Noch heute überkommt ihn Gänsehaut, wenn er ehrfürchtig durch die mit Fotos früherer Tennispioniere geschmückten Gänge des Clubhauses wandelt. An den Wänden hängt auch sein eigenes Konterfei in zahlreichen Variationen. Das hingegen versetzt seine Gegner in Ehrfurcht, wenn sie zum Duell mit der Schweizer Legende auf den Centre Court schreiten. Es gab Jahre, da flösste King Roger nur schon durch seine Kleidung Respekt ein. Wie alle Wimbledon-Teilnehmer seit 140 Jahren trägt er Weiss. Doch statt der Trainingsjacke trug er ein Sakko. Mit goldenen Initialen auf Tennistasche und Schuhen.
D wie Denkmal
Federers Wimbledon-Schuhwerk ist mit der Zahl seiner Titel bestickt. Sie spiegeln nur einige der Grosstaten, mit denen sich der Meister hier verewigt hat. So nahm Federer 2008 mit Nadal am längsten Wimbledon-Final teil (4:48 Stunden). 2009 spielte er mit Roddick die meisten Games in einem Grand-Slam-Final (77) sowie die meisten in einem Schlusssatz (30). Dazu schlug er mehr Asse in einem Major-Final (50) als jeder andere. Ab morgen setzt sich der im August 36-Jährige ein neues Denkmal und kann weitere Jubiläen feiern: Er bestreitet seinen 70. Grand Slam, übernimmt damit die Spitze vor Fabrice Santoro (Fr). Übersteht er drei Runden, wäre sein 100. Sieg in Wimbledon in Stein gemeisselt. Dabei braucht er noch 6 Asse, bis er als dritter Spieler auf der ATP-Tour hinter den Aufschlag-Giganten Ivo Karlovic und Goran Ivanisevic die 10'000er-Marke knackt.
O wie Ovationen
Die Liste seiner Rekorde füllt mehrere Seiten der Tennis-Geschichtsbücher. Und nirgends auf der Welt wird dies mehr gewürdigt als in Wimbledon. Die tennisaffinen Briten, die für ein Wimbledon-Match tage- und nächtelang vor den Toren campieren, verehren den gesitteten Ausnahmespieler derart, dass der einheimische Champion Andy Murray zuweilen vor Neid erblasst. Federer erntet schon vor den ersten Ballwechseln Standing Ovations. Jeder seiner Schritte und Schläge wird durch bewunderndes Raunen, entsetztes Stöhnen oder frenetischen Applaus begleitet.

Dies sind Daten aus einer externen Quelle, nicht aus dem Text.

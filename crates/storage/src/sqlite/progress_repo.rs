use epsilon_core::model::{ProgressId, ProgressRecord, UserEmail};
use tracing::debug;

use super::SqliteRepository;
use super::mapping::{db, id_to_i64, map_progress_row, progress_id_from_i64, to_json};
use crate::repository::{ProgressEntry, ProgressPatch, ProgressRepository, StorageError};

const PROGRESS_COLUMNS: &str = r"
    id, user_email, xp, completed_lessons, completed_quizzes, completed_videos,
    downloaded_resources, badges, streak_days
";

enum Value {
    Int(i64),
    Text(String),
}

/// Column assignments for the fields a patch actually sets.
fn patch_assignments(patch: &ProgressPatch) -> Result<Vec<(&'static str, Value)>, StorageError> {
    let mut out = Vec::new();
    if let Some(xp) = patch.xp {
        out.push(("xp", Value::Int(i64::from(xp))));
    }
    for (column, set) in [
        ("completed_lessons", &patch.completed_lessons),
        ("completed_quizzes", &patch.completed_quizzes),
        ("completed_videos", &patch.completed_videos),
        ("downloaded_resources", &patch.downloaded_resources),
    ] {
        if let Some(set) = set {
            out.push((column, Value::Text(to_json(set)?)));
        }
    }
    if let Some(badges) = &patch.badges {
        out.push(("badges", Value::Text(to_json(badges)?)));
    }
    if let Some(streak) = patch.streak_days {
        out.push(("streak_days", Value::Int(i64::from(streak))));
    }
    Ok(out)
}

#[async_trait::async_trait]
impl ProgressRepository for SqliteRepository {
    async fn create(&self, record: &ProgressRecord) -> Result<ProgressId, StorageError> {
        let res = sqlx::query(
            r"
            INSERT INTO user_progress (
                user_email, xp, completed_lessons, completed_quizzes, completed_videos,
                downloaded_resources, badges, streak_days
            )
            VALUES (?1, ?2, ?3, ?4, ?5, ?6, ?7, ?8)
            ",
        )
        .bind(record.user_email().as_str())
        .bind(i64::from(record.xp()))
        .bind(to_json(record.completed_lessons())?)
        .bind(to_json(record.completed_quizzes())?)
        .bind(to_json(record.completed_videos())?)
        .bind(to_json(record.downloaded_resources())?)
        .bind(to_json(record.stored_badges())?)
        .bind(i64::from(record.streak_days()))
        .execute(&self.pool)
        .await
        .map_err(db)?;

        progress_id_from_i64(res.last_insert_rowid())
    }

    async fn update(&self, id: ProgressId, patch: &ProgressPatch) -> Result<(), StorageError> {
        let id = id_to_i64("progress_id", id.value())?;
        let assignments = patch_assignments(patch)?;

        if assignments.is_empty() {
            // nothing to write, but a missing row is still an error
            sqlx::query("SELECT 1 FROM user_progress WHERE id = ?1")
                .bind(id)
                .fetch_optional(&self.pool)
                .await
                .map_err(db)?
                .ok_or(StorageError::NotFound)?;
            return Ok(());
        }

        let mut sql = String::from("UPDATE user_progress SET ");
        for (i, (column, _)) in assignments.iter().enumerate() {
            if i > 0 {
                sql.push_str(", ");
            }
            sql.push_str(column);
            sql.push_str(" = ?");
            sql.push_str(&(i + 1).to_string());
        }
        sql.push_str(" WHERE id = ?");
        sql.push_str(&(assignments.len() + 1).to_string());

        let mut query = sqlx::query(&sql);
        for (_, value) in assignments {
            query = match value {
                Value::Int(v) => query.bind(v),
                Value::Text(v) => query.bind(v),
            };
        }
        let res = query.bind(id).execute(&self.pool).await.map_err(db)?;

        if res.rows_affected() == 0 {
            return Err(StorageError::NotFound);
        }
        Ok(())
    }

    async fn find_by_email(
        &self,
        email: &UserEmail,
    ) -> Result<Option<ProgressEntry>, StorageError> {
        debug!(%email, "loading progress record");
        let sql = format!("SELECT {PROGRESS_COLUMNS} FROM user_progress WHERE user_email = ?1");
        let row = sqlx::query(&sql)
            .bind(email.as_str())
            .fetch_optional(&self.pool)
            .await
            .map_err(db)?;

        row.as_ref().map(map_progress_row).transpose()
    }

    async fn list(&self) -> Result<Vec<ProgressEntry>, StorageError> {
        let sql = format!("SELECT {PROGRESS_COLUMNS} FROM user_progress ORDER BY id ASC");
        let rows = sqlx::query(&sql)
            .fetch_all(&self.pool)
            .await
            .map_err(db)?;

        rows.iter().map(map_progress_row).collect()
    }
}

Gewinnt der Held, ist das gesamte Stadion aus dem Häuschen – «Royal Box» inklusive. Zu seinen Edelfans gehörten hier schon Queen Elizabeth, die Erbin der Schirmherrschaft, Herzogin Kate sowie deren Gatte Prinz William, Schwester Pippa Middleton oder diverse Premierminister.
N wie Neunzehn
Federer ist Wimbledon, Wimbledon ist Federer – in diesem Jahrtausend ganz sicher. Vielleicht für die Ewigkeit, sollte der neuerliche Favorit dieses Jahr beim 19. Auftritt den 19. Grand-Slam-Sieg, seinen 8. in Wimbledon vollenden. Der alleinige Rekord wäre einmalig – ein Wunder, magisch und historisch. Der ultimative, beinahe orgiastische Höhepunkt in der Liebesgeschichte zwischen Federer und Wimbledon.